### Exercise details:
Copy out each line of the data that holds the word "before".

### Dataset entries:
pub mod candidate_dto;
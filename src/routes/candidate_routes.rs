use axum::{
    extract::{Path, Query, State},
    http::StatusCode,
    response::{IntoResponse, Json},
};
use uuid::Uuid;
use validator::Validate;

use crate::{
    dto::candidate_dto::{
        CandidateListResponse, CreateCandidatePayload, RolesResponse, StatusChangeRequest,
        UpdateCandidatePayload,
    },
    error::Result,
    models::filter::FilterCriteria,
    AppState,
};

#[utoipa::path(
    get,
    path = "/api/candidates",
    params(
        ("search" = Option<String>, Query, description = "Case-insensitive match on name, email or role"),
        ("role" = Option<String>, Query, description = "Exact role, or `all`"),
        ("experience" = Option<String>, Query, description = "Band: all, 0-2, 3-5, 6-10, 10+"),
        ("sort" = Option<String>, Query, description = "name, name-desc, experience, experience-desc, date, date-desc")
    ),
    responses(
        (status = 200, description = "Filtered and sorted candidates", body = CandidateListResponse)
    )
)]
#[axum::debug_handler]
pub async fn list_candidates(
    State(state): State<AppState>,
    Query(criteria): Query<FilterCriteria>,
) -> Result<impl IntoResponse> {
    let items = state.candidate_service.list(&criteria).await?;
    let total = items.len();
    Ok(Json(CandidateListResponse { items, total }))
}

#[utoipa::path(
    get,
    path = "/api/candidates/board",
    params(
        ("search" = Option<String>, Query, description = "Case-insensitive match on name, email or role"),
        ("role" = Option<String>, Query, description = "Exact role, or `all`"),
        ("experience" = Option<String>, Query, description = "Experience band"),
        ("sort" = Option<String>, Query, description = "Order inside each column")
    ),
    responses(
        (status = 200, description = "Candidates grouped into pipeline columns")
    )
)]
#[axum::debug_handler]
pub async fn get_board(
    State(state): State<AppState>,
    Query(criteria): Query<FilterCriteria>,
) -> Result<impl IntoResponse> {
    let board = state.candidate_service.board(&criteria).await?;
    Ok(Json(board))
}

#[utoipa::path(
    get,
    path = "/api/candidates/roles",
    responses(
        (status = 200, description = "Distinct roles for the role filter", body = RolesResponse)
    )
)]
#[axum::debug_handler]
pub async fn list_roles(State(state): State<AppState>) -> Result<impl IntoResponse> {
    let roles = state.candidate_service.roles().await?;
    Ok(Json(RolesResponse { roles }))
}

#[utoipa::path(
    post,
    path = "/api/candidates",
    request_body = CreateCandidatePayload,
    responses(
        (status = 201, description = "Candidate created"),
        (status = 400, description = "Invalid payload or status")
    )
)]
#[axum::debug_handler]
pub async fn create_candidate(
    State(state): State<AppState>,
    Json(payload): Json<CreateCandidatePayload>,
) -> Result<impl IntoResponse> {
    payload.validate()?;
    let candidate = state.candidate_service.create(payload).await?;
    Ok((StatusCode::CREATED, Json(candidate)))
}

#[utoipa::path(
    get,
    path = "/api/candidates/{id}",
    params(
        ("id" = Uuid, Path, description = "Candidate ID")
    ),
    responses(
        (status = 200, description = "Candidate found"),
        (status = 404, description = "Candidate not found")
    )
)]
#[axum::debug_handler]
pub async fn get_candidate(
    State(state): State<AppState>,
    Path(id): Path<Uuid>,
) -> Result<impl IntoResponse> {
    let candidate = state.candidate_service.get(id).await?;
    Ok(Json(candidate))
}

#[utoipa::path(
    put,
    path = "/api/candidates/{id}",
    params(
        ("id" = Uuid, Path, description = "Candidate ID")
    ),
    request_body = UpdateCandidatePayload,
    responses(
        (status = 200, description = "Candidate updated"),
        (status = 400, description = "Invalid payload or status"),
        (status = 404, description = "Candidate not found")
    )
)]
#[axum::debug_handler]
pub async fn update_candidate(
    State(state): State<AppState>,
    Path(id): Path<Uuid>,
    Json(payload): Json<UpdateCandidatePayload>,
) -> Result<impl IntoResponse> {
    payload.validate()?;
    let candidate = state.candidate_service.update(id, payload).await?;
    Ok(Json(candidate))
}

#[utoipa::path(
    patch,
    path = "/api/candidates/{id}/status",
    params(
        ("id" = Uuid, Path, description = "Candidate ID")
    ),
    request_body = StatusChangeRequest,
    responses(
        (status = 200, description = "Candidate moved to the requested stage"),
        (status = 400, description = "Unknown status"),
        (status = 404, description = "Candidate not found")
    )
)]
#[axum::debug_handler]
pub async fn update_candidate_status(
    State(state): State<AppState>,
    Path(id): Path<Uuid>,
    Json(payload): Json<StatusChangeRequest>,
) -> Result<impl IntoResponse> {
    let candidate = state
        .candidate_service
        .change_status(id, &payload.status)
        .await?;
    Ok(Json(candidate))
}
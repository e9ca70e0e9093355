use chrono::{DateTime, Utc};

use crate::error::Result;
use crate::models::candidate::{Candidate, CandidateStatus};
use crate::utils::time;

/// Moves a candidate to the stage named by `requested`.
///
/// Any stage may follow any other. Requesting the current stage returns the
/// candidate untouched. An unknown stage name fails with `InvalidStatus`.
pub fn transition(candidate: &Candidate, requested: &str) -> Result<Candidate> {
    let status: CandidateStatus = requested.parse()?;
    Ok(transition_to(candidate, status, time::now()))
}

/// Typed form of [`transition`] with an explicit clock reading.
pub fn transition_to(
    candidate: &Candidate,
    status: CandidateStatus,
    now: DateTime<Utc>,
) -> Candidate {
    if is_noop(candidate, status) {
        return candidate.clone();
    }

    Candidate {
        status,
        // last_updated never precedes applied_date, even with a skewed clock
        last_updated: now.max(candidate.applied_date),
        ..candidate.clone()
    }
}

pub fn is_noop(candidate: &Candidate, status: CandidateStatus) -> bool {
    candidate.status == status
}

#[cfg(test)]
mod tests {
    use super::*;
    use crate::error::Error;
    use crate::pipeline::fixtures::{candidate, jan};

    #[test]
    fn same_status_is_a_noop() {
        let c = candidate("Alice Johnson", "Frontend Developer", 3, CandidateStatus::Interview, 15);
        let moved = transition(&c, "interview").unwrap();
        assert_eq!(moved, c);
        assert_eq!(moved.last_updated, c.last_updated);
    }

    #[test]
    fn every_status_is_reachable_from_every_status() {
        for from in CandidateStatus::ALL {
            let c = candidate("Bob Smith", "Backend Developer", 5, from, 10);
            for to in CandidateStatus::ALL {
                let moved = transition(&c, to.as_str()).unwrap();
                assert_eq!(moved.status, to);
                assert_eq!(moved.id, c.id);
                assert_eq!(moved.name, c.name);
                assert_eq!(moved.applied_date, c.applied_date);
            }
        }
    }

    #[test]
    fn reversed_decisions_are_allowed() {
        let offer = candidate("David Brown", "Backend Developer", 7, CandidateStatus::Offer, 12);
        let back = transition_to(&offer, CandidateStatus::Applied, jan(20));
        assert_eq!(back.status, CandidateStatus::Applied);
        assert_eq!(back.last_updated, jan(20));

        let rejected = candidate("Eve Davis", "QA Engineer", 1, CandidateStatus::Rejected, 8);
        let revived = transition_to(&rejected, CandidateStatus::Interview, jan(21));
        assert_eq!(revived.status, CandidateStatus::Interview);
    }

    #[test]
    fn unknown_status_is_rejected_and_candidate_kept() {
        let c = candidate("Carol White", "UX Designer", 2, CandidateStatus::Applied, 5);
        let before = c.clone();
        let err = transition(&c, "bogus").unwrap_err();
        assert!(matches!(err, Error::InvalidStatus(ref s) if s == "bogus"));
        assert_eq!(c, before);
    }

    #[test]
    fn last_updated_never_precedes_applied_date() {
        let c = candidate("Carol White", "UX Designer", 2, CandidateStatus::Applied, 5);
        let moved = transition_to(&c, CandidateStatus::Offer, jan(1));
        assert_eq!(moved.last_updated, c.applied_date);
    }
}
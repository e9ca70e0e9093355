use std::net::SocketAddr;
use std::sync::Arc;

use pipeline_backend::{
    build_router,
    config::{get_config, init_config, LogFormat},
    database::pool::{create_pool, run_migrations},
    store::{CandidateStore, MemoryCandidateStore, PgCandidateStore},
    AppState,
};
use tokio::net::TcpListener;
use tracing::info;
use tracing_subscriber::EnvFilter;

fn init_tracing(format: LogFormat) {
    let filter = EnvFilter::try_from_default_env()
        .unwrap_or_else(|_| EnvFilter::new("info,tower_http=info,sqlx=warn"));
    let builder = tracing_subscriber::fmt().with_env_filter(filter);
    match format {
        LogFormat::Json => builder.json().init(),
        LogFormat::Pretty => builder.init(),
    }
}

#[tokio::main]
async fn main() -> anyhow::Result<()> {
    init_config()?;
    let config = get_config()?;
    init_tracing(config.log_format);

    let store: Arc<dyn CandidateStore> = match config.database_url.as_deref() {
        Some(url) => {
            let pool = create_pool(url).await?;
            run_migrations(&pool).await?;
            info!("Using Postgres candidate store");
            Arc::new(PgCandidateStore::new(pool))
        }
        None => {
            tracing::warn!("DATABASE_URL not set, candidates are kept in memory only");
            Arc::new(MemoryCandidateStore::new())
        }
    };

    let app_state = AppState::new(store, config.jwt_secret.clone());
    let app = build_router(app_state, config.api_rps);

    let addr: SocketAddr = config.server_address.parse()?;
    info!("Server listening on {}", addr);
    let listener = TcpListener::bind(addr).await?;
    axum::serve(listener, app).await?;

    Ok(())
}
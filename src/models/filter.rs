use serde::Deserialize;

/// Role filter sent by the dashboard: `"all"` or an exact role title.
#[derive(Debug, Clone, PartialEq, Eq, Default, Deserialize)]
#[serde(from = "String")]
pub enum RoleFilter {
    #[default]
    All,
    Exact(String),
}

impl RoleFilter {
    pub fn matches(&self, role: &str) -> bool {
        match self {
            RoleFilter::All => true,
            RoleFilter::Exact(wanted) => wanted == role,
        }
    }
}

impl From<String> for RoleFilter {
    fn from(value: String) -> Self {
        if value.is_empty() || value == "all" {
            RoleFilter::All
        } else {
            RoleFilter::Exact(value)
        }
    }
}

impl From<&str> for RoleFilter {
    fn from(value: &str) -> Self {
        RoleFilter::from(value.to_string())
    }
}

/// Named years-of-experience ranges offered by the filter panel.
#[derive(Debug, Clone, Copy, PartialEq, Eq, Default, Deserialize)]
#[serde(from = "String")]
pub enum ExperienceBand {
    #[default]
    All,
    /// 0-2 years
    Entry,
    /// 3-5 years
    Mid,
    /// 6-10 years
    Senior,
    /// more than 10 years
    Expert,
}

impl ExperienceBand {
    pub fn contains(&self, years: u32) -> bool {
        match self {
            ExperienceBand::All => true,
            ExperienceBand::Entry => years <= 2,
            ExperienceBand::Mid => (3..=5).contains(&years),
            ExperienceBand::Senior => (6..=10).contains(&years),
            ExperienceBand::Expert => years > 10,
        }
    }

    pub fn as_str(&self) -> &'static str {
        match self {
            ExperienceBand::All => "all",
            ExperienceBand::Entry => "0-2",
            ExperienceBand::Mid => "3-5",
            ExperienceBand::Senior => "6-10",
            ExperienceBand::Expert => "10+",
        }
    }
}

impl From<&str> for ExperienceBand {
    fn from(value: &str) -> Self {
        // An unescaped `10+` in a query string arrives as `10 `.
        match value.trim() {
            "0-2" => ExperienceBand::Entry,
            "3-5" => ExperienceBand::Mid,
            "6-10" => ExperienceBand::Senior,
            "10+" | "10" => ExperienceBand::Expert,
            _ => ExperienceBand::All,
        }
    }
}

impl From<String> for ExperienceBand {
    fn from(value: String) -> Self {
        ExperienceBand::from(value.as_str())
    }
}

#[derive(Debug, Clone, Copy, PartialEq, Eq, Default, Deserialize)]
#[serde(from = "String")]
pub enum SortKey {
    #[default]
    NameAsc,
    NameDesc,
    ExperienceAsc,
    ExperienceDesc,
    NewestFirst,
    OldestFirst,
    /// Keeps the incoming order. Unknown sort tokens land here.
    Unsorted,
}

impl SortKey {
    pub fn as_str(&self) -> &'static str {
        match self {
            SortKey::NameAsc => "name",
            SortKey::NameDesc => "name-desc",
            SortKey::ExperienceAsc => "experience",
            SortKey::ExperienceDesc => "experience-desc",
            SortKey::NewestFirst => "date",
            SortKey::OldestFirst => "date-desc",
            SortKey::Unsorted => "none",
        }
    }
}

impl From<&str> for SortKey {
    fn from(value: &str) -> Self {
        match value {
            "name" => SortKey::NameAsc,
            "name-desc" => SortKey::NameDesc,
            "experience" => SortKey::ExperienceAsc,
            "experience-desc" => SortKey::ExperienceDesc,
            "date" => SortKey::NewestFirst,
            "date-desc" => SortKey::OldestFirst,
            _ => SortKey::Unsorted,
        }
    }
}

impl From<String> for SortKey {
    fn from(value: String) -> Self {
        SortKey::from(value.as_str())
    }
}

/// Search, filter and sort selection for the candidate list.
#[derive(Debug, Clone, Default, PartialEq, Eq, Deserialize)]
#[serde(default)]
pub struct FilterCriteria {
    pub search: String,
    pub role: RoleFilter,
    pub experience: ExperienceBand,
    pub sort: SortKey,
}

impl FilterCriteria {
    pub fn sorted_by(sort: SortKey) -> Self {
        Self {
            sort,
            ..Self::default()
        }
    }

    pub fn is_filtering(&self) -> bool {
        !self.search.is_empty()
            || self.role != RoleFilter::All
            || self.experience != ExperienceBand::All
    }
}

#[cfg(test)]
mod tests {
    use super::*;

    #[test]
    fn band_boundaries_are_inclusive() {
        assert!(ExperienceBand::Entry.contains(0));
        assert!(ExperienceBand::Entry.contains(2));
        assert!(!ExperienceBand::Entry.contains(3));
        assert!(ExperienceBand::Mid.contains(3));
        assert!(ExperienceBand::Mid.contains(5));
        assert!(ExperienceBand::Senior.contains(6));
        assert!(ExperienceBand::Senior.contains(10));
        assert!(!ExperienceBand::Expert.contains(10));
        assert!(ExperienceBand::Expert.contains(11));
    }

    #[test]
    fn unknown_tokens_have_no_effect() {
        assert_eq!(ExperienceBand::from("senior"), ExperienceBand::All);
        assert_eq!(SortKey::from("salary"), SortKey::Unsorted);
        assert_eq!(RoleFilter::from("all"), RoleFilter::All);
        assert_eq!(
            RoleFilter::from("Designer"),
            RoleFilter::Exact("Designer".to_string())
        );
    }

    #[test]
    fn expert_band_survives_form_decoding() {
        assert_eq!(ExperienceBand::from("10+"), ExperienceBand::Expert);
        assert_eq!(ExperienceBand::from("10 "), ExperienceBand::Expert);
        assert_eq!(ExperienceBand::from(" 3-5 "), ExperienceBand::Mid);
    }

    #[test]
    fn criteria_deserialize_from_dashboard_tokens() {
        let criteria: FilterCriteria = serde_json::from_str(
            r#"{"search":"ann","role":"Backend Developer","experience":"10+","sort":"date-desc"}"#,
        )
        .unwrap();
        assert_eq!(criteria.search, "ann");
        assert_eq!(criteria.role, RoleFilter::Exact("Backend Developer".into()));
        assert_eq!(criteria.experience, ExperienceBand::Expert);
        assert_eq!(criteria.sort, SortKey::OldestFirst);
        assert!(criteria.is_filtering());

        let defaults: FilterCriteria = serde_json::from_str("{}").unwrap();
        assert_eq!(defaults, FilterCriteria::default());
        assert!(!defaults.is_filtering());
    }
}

### Written answer:
        let before = c.clone();
        assert_eq!(c, before);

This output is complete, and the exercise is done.